Stored data entries
____________________

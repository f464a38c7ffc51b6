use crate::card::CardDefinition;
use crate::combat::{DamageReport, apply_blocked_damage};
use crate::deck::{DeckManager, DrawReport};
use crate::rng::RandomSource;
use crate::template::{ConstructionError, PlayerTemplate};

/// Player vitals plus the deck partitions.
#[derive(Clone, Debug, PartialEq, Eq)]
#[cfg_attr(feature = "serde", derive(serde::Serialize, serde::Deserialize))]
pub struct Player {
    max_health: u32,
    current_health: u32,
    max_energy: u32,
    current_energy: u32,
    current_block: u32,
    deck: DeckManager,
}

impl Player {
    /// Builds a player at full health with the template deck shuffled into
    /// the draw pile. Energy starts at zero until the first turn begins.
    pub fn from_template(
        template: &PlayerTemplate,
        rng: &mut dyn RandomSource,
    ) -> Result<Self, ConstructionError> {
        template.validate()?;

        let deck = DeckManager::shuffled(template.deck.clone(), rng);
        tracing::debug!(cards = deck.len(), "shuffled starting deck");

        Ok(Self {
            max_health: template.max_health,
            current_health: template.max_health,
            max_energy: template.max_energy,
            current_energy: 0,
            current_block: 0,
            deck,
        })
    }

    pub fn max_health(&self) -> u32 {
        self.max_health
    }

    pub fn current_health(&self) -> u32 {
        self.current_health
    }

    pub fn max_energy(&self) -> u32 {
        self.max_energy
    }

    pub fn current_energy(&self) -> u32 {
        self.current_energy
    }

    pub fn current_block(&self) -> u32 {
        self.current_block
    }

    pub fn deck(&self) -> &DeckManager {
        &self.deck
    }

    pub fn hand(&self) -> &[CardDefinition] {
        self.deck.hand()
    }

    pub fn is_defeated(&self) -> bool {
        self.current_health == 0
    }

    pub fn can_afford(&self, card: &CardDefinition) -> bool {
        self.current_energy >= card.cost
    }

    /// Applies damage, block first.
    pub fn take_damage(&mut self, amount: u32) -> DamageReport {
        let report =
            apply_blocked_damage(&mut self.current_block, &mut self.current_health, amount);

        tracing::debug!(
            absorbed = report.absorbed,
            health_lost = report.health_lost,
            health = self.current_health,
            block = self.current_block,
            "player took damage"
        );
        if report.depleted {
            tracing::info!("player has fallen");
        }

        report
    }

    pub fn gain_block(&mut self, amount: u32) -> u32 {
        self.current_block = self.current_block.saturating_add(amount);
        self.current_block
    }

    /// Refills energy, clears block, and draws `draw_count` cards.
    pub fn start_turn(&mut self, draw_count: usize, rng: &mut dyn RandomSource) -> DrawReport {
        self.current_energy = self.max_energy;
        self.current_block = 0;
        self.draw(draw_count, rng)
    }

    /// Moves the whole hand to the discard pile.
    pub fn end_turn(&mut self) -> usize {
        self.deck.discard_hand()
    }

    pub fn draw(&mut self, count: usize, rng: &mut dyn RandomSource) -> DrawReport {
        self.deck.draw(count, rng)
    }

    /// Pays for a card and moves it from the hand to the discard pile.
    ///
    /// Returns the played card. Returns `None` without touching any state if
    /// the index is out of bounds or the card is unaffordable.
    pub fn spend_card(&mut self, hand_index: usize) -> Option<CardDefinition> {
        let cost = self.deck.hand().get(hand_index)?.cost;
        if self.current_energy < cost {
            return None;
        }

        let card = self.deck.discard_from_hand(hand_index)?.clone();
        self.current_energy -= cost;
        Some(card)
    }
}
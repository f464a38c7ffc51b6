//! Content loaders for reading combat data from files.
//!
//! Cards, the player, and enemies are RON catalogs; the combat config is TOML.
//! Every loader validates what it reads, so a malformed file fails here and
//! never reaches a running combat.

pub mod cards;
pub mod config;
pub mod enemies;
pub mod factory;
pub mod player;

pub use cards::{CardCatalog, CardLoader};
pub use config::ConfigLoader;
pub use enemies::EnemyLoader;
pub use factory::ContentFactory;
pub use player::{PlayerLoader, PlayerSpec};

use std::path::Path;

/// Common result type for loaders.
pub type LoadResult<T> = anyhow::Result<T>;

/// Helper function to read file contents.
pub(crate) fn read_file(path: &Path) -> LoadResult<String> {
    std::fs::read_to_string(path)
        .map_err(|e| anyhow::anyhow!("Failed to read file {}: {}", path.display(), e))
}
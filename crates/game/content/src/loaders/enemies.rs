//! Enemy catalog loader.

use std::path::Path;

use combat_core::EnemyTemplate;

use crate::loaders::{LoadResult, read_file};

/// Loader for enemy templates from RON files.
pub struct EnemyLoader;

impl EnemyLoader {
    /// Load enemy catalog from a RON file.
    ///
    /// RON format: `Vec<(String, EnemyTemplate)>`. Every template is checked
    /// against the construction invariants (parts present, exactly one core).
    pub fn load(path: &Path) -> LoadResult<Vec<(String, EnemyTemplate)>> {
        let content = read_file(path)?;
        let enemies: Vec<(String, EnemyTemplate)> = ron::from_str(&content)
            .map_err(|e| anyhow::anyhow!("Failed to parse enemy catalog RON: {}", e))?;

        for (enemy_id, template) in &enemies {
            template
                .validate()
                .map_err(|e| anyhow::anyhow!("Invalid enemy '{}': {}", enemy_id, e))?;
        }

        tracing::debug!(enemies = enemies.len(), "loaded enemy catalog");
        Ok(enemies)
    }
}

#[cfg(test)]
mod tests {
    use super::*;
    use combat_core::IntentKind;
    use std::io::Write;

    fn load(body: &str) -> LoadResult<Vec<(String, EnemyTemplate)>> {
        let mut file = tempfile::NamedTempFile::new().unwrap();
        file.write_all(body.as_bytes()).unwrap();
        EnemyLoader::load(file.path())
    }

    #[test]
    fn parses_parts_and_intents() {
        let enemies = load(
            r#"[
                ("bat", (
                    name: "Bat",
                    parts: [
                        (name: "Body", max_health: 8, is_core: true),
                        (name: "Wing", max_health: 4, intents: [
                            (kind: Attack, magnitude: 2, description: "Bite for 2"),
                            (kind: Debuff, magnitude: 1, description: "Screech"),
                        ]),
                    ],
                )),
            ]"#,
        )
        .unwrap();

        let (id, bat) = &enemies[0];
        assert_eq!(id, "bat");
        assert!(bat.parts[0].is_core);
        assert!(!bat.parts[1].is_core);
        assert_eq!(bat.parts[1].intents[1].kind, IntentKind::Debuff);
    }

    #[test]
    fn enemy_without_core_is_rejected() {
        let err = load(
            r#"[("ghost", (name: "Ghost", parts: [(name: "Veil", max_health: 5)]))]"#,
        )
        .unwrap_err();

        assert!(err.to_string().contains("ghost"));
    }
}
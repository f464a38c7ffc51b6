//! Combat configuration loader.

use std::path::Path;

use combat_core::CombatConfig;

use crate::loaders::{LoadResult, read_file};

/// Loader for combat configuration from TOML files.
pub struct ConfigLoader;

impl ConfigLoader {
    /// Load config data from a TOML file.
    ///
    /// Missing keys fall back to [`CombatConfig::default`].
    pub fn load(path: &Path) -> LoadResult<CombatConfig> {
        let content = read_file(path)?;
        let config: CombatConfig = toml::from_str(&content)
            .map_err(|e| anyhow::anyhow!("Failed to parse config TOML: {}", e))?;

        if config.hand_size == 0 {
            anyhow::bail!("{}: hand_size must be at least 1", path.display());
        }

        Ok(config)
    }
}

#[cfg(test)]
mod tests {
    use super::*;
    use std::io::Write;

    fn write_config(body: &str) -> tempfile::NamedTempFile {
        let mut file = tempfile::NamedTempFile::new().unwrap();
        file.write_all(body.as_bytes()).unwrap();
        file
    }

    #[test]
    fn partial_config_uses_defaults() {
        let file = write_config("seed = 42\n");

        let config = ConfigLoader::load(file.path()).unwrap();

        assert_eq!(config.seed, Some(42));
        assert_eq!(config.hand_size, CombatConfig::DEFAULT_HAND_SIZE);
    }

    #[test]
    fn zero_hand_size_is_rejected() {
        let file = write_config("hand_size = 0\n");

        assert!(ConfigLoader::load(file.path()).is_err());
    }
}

____________________

• [YOUR OBJECTIVE] Count how many lines in the entries hold "display" and reply with that number alone.

• [RESPONSE] 2